This morning was a tough one, and it’s really been all my fault.
My family and I went to Baltimore this weekend so I could attend Expo East Natural Products Expo. In service of making life easy, my husband and I agreed to bring the kids without supplements and treatments, just for 2 days, and forego our Paleo diet. It would be too inconvenient to pack everything and we were too rushed to do proper due diligence on the food.
You see, after 6 years on this or that extreme diet, with hiccups here and there, I’d have thought that by NOW something should be fixed nutritionally. I feel like we’ve tried everything but food is still a huge struggle for her.
This week, we’re suffering the ramifications of those poor food choices. More precisely, my daughter is. Last night, she barely even slept. And this morning? It was all we could do to get her out the door rather than running back into bed. We’re not sure we should have sent her in at all.
My personal frustration, though, is with myself. As a Christian, I know I need to respect God’s ways and God’s will.
And most of the time, I’m pretty aware that Gina’s Way & Will often is an utter failure, so it’s not that hard.
But when it comes to my kids…
I’ve been praying and anxious, and dying to see some improvement in my kids but I have only seen things get worse – and long past the time that “detox” symptoms should have died down.
This struck this week on the way to Bible study. I was halfway through the drive when I started crying, selfishly, about why God wasn’t fixing this.
And I put it to Him flat out: “God why aren’t you healing them???!!” Then I flat out started crying (at a stop light, thankfully).
I know, I know this sounds disrespectful and distrustful, but the truth is this question had been harboring in my heart for a long time. Because I knew it indicated a lack of trust, I pushed it aside and pushed it down, not wanting to admit it.
But not admitting it didn’t mean I didn’t FEEL it, and I was so intent and focused on keeping up my respect for the Lord that I forgot to just be truthful with Him. I forgot that even though it was a sin to distrust Him, the bigger sin was not telling Him. (And I mean telling, not confessing – that came later.)
After the tears and the light turning green, I suddenly felt much better, as if a heavy weight had been lifted up off my shoulders. All these months, I’d been trying to figure out to “give” my pain to God, while the whole time I was holding back my feelings from Him and imposing a kind of religious legalism on myself.
Meanwhile, yesterday we spoke with our biomed doctor and after listing a few gains, he told us the kids were actually doing very well – and they are.

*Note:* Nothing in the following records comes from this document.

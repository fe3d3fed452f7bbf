//! Authentication session.
//!
//! [`Session`] owns "who is signed in". It moves through
//!
//! ```text
//! Uninitialized -> Loading -> Authenticated(User)
//!                          -> Anonymous
//! ```
//!
//! and publishes every transition on a `tokio::sync::watch` channel, so any
//! number of observers can follow along with [`Session::subscribe`].
//!
//! # Stale responses
//!
//! Profile fetches can overlap with each other and with a logout. Each
//! refresh takes a sequence number and each logout bumps a generation
//! counter; a profile is applied only if neither moved while it was in
//! flight. Dropped results come back as [`SessionError::Superseded`]. The
//! same generation check keeps a login that completes after a logout from
//! storing its token.
//!
//! Each check and the state change it guards run under one commit lock,
//! which `logout` also takes, so a logout cannot land between them. The lock
//! is never held across an `.await`.

mod error;

pub use error::SessionError;

use std::sync::atomic::{AtomicU64, Ordering};
use std::sync::{Arc, Mutex, MutexGuard, PoisonError};

use luxtime_core::{LoginCredentials, NewUser, User};
use secrecy::SecretString;
use tokio::sync::watch;
use tracing::{debug, info, instrument, warn};

use crate::api::ApiClient;

/// Where the session stands.
#[derive(Debug, Clone, PartialEq, Eq, Default)]
pub enum SessionState {
    /// [`Session::restore`] has not run yet.
    #[default]
    Uninitialized,
    /// A profile fetch is in flight.
    Loading,
    /// Signed in as this user.
    Authenticated(User),
    /// Nobody is signed in.
    Anonymous,
}

impl SessionState {
    /// The signed-in user, if any.
    #[must_use]
    pub const fn user(&self) -> Option<&User> {
        match self {
            Self::Authenticated(user) => Some(user),
            _ => None,
        }
    }

    #[must_use]
    pub const fn is_authenticated(&self) -> bool {
        matches!(self, Self::Authenticated(_))
    }

    /// True until the first restore settles, and while a refresh runs.
    #[must_use]
    pub const fn is_loading(&self) -> bool {
        matches!(self, Self::Uninitialized | Self::Loading)
    }
}

/// Session provider. Cheap to clone; clones share state.
#[derive(Clone)]
pub struct Session {
    inner: Arc<SessionInner>,
}

struct SessionInner {
    api: ApiClient,
    state: watch::Sender<SessionState>,
    generation: AtomicU64,
    refresh_seq: AtomicU64,
    commit: Mutex<()>,
}

impl Session {
    /// A session over `api`, in [`SessionState::Uninitialized`].
    #[must_use]
    pub fn new(api: ApiClient) -> Self {
        let (state, _) = watch::channel(SessionState::Uninitialized);
        Self {
            inner: Arc::new(SessionInner {
                api,
                state,
                generation: AtomicU64::new(0),
                refresh_seq: AtomicU64::new(0),
                commit: Mutex::new(()),
            }),
        }
    }

    /// The API client this session authenticates.
    #[must_use]
    pub fn api(&self) -> &ApiClient {
        &self.inner.api
    }

    /// Snapshot of the current state.
    #[must_use]
    pub fn state(&self) -> SessionState {
        self.inner.state.borrow().clone()
    }

    /// The signed-in user, if any.
    #[must_use]
    pub fn user(&self) -> Option<User> {
        self.inner.state.borrow().user().cloned()
    }

    #[must_use]
    pub fn is_authenticated(&self) -> bool {
        self.inner.state.borrow().is_authenticated()
    }

    #[must_use]
    pub fn is_loading(&self) -> bool {
        self.inner.state.borrow().is_loading()
    }

    /// Follow state changes.
    #[must_use]
    pub fn subscribe(&self) -> watch::Receiver<SessionState> {
        self.inner.state.subscribe()
    }

    // =========================================================================
    // Transitions
    // =========================================================================

    /// Resume a persisted session, if there is one.
    ///
    /// With a stored token the profile is fetched; without one the session
    /// goes straight to [`SessionState::Anonymous`]. Failures are reflected
    /// in the returned state rather than as an error.
    #[instrument(skip(self))]
    pub async fn restore(&self) -> SessionState {
        if !self.inner.api.has_token() {
            debug!("no stored token");
            self.set_state(SessionState::Anonymous);
            return self.state();
        }

        if let Err(e) = self.refresh().await {
            debug!(error = %e, "stored session not restored");
        }
        self.state()
    }

    /// Re-fetch the profile for the current token.
    ///
    /// If the server rejects the token, the token is cleared. Either way a
    /// failed refresh leaves the session [`SessionState::Anonymous`].
    ///
    /// # Errors
    ///
    /// Returns `SessionError::Api` if the profile could not be fetched.
    /// Returns `SessionError::Superseded` if a logout or another refresh
    /// started meanwhile; the state is then left to that newer operation.
    #[instrument(skip(self))]
    pub async fn refresh(&self) -> Result<User, SessionError> {
        let generation = self.inner.generation.load(Ordering::SeqCst);
        self.refresh_in(generation).await
    }

    /// Refresh on behalf of an operation that started in `generation`.
    async fn refresh_in(&self, generation: u64) -> Result<User, SessionError> {
        let seq = {
            let _commit = self.lock_commit();
            if self.inner.generation.load(Ordering::SeqCst) != generation {
                return Err(SessionError::Superseded);
            }
            self.set_state(SessionState::Loading);
            self.inner.refresh_seq.fetch_add(1, Ordering::SeqCst) + 1
        };

        let result = self.inner.api.profile().await;

        let _commit = self.lock_commit();
        if !self.is_current(generation, seq) {
            debug!(seq, "discarding stale profile response");
            return Err(SessionError::Superseded);
        }

        match result {
            Ok(user) => {
                debug!(user_id = %user.id, role = %user.role, "session authenticated");
                self.set_state(SessionState::Authenticated(user.clone()));
                Ok(user)
            }
            Err(e) => {
                if e.is_rejection() {
                    warn!(error = %e, "token rejected, clearing session");
                    self.inner.api.clear_token();
                } else {
                    warn!(error = %e, "could not reach the API to refresh the session");
                }
                self.set_state(SessionState::Anonymous);
                Err(e.into())
            }
        }
    }

    /// Log in and load the profile.
    ///
    /// A rejected login leaves the session untouched.
    ///
    /// # Errors
    ///
    /// Returns `SessionError::Api` with the server's message if the login is
    /// rejected, `SessionError::MissingToken` if the server sent no token,
    /// `SessionError::Storage` if the token cannot be saved, and
    /// `SessionError::Superseded` if a logout happened meanwhile.
    #[instrument(skip(self, credentials), fields(email = %credentials.email))]
    pub async fn login(&self, credentials: &LoginCredentials) -> Result<User, SessionError> {
        let generation = self.inner.generation.load(Ordering::SeqCst);

        let response = self
            .inner
            .api
            .login(&credentials.email, &credentials.password)
            .await?;

        {
            let _commit = self.lock_commit();
            if self.inner.generation.load(Ordering::SeqCst) != generation {
                debug!("discarding login response that arrived after logout");
                return Err(SessionError::Superseded);
            }

            let token = response
                .access_token
                .filter(|t| !t.is_empty())
                .ok_or(SessionError::MissingToken)?;
            self.inner.api.set_token(SecretString::from(token))?;
        }

        let user = self.refresh_in(generation).await?;
        info!(user_id = %user.id, "logged in");
        Ok(user)
    }

    /// Create an account and log into it.
    ///
    /// # Errors
    ///
    /// Returns `SessionError::Api` if registration is rejected. If the
    /// account was created but the automatic login fails, that login error
    /// is returned and the session stays anonymous.
    #[instrument(skip(self, new_user), fields(email = %new_user.email))]
    pub async fn register(&self, new_user: &NewUser) -> Result<User, SessionError> {
        let created = self.inner.api.register(new_user).await?;
        debug!(user_id = %created.id, "account created, logging in");
        self.login(&new_user.credentials()).await
    }

    /// Sign out. Takes effect immediately; in-flight refreshes and logins
    /// are discarded when they complete.
    #[instrument(skip(self))]
    pub fn logout(&self) {
        let _commit = self.lock_commit();
        self.inner.generation.fetch_add(1, Ordering::SeqCst);
        self.inner.api.clear_token();
        self.set_state(SessionState::Anonymous);
        info!("logged out");
    }

    fn lock_commit(&self) -> MutexGuard<'_, ()> {
        self.inner.commit.lock().unwrap_or_else(PoisonError::into_inner)
    }

    fn is_current(&self, generation: u64, seq: u64) -> bool {
        self.inner.generation.load(Ordering::SeqCst) == generation
            && self.inner.refresh_seq.load(Ordering::SeqCst) == seq
    }

    fn set_state(&self, state: SessionState) {
        self.inner.state.send_replace(state);
    }
}

impl std::fmt::Debug for Session {
    fn fmt(&self, f: &mut std::fmt::Formatter<'_>) -> std::fmt::Result {
        f.debug_struct("Session")
            .field("state", &*self.inner.state.borrow())
            .field("generation", &self.inner.generation.load(Ordering::Relaxed))
            .finish_non_exhaustive()
    }
}

#[cfg(test)]
#[allow(clippy::unwrap_used)]
mod tests {
    use std::sync::Arc;

    use url::Url;

    use super::*;
    use crate::storage::{KeyValueStore, MemoryStore, keys};

    /// Nothing listens on port 1, so every request fails at the transport.
    fn unreachable_session(storage: Arc<MemoryStore>) -> Session {
        let api =
            ApiClient::with_base_url(Url::parse("http://127.0.0.1:1").unwrap(), storage).unwrap();
        Session::new(api)
    }

    #[test]
    fn test_starts_uninitialized() {
        let session = unreachable_session(Arc::new(MemoryStore::new()));
        assert_eq!(session.state(), SessionState::Uninitialized);
        assert!(session.is_loading());
        assert!(session.user().is_none());
    }

    #[tokio::test]
    async fn test_restore_without_token_is_anonymous() {
        let session = unreachable_session(Arc::new(MemoryStore::new()));
        let mut rx = session.subscribe();

        assert_eq!(session.restore().await, SessionState::Anonymous);
        assert!(rx.has_changed().unwrap());
        assert_eq!(*rx.borrow_and_update(), SessionState::Anonymous);
    }

    #[tokio::test]
    async fn test_unreachable_api_keeps_stored_token() {
        let storage = Arc::new(MemoryStore::with_entries([(keys::ACCESS_TOKEN, "T")]));
        let session = unreachable_session(storage.clone());

        let state = session.restore().await;

        assert_eq!(state, SessionState::Anonymous);
        assert!(session.api().has_token());
        assert_eq!(storage.get(keys::ACCESS_TOKEN).unwrap().as_deref(), Some("T"));
    }

    #[tokio::test]
    async fn test_logout_clears_token_and_state() {
        let storage = Arc::new(MemoryStore::with_entries([(keys::ACCESS_TOKEN, "T")]));
        let session = unreachable_session(storage.clone());

        session.logout();

        assert_eq!(session.state(), SessionState::Anonymous);
        assert!(!session.api().has_token());
        assert_eq!(storage.get(keys::ACCESS_TOKEN).unwrap(), None);
    }

    #[tokio::test]
    async fn test_refresh_started_before_logout_is_superseded() {
        let storage = Arc::new(MemoryStore::with_entries([(keys::ACCESS_TOKEN, "T")]));
        let session = unreachable_session(storage.clone());
        let generation = session.inner.generation.load(Ordering::SeqCst);

        session.logout();
        let err = session.refresh_in(generation).await.unwrap_err();

        assert!(matches!(err, SessionError::Superseded));
        assert_eq!(session.state(), SessionState::Anonymous);
        assert_eq!(storage.get(keys::ACCESS_TOKEN).unwrap(), None);
    }

    #[tokio::test]
    async fn test_failed_login_leaves_state_alone() {
        let session = unreachable_session(Arc::new(MemoryStore::new()));
        let credentials = LoginCredentials::new(
            luxtime_core::Email::parse("a@b.com").unwrap(),
            SecretString::from("x"),
        );

        let err = session.login(&credentials).await.unwrap_err();

        assert!(matches!(err, SessionError::Api(crate::api::ApiError::Transport(_))));
        assert_eq!(session.state(), SessionState::Uninitialized);
        assert!(!session.api().has_token());
    }
}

They were just not gaining the areas I was looking.
Sometimes, we can be really far-sighted when we’re trying to help our children. So I’m going to share with you the two big things that happened this week:
- Zoe was a mess, true, but know what? She bounced back by Wednesday. Previously, if she had gotten behaviorally off track, it would takes WEEKS to get her on point again. Same was true with the beginning of the school year – only 1 day to totally reduce transitions times by a huge margin, and only a few more to eliminate that time altogether. We just had a tiny bit of a reboot on this week. In fact, she has NEVER bounced back this quickly.
- During prayer time this week, Amelia told me she was confused. Ok, I know that sounds like no biggie for a 14 year old, but you have to remember she has significant speech disability/regression. Previously, she has only told me easy feelings: “happy,” “sad,” “scared.” She communicated to me that she was confused about praying, or possibly who Jesus was, so we discussed it for a little while until I believe she understood. (She actually is smarter than people give her credit for in terms of understanding more advanced concepts.) That’s HUGE!
I didn’t discover either of these things until AFTER my break down.
Today, I’m not going to give you a list of 5 things or any of that stuff. All I’m going to say is that if you want to tell God something, no matter what it is, just say it. He can handle and you need to admit it.
Later, of course, I apologized for my lack of trust. That said, the act of building trust in the Lord is like a tall ladder. Every rung gets you closer to His heart, but there are always more rungs ahead, even if you didn’t see them at first.
I’m grateful for these little steps and I’m grateful that I have a loving God who adores my kids.